» **GOAL OF THE EXERCISE**
Would you please transcribe, exactly as written, the lines of the entries below starting at the one that holds "#[arg(long, default_value = DEFAULT_REMOTE)]" and ending at the one that holds "setup_logging()?;", both included?

===== RECORDS

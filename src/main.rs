use std::path::PathBuf;

use anyhow::Result;
use branch_sync::App;
use branch_sync::Config;
use branch_sync::config::DEFAULT_REMOTE;
use branch_sync::config::SweepMode;
use branch_sync::logging::setup_logging;
use branch_sync::ops::git::RealGit;
use branch_sync::ops::runner::ProcessRunner;
use clap::Parser;

#[derive(Parser)]
#[command(name = "branch-sync")]
#[command(about = "Commit and publish local work on your own branch, then pull every branch", long_about = None)]
pub struct Cli {
    /// Working copy to synchronize
    #[arg(short = 'C', long, default_value = ".")]
    pub repo: PathBuf,

    /// Remote to publish a newly created branch to
    #[arg(long, default_value = DEFAULT_REMOTE)]
    pub remote: String,

    /// How each branch is updated during the sweep
    #[arg(long, value_enum, default_value_t = SweepMode::Pull)]
    pub sweep: SweepMode,
}

#[tokio::main]
async fn main() -> Result<()> {
    setup_logging()?;

    let cli = Cli::parse();

    let config = Config::new(cli.remote, cli.sweep);
    let git = RealGit::new(ProcessRunner::new(cli.repo));
    let app = App::new(config, git);

    app.cmd_sync(&mut std::io::stdout()).await?;

    Ok(())
}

==========

» **EXERCISE SOLUTION**
    #[arg(long, default_value = DEFAULT_REMOTE)]
    pub remote: String,

    /// How each branch is updated during the sweep
    #[arg(long, value_enum, default_value_t = SweepMode::Pull)]
    pub sweep: SweepMode,
}

#[tokio::main]
async fn main() -> Result<()> {
    setup_logging()?;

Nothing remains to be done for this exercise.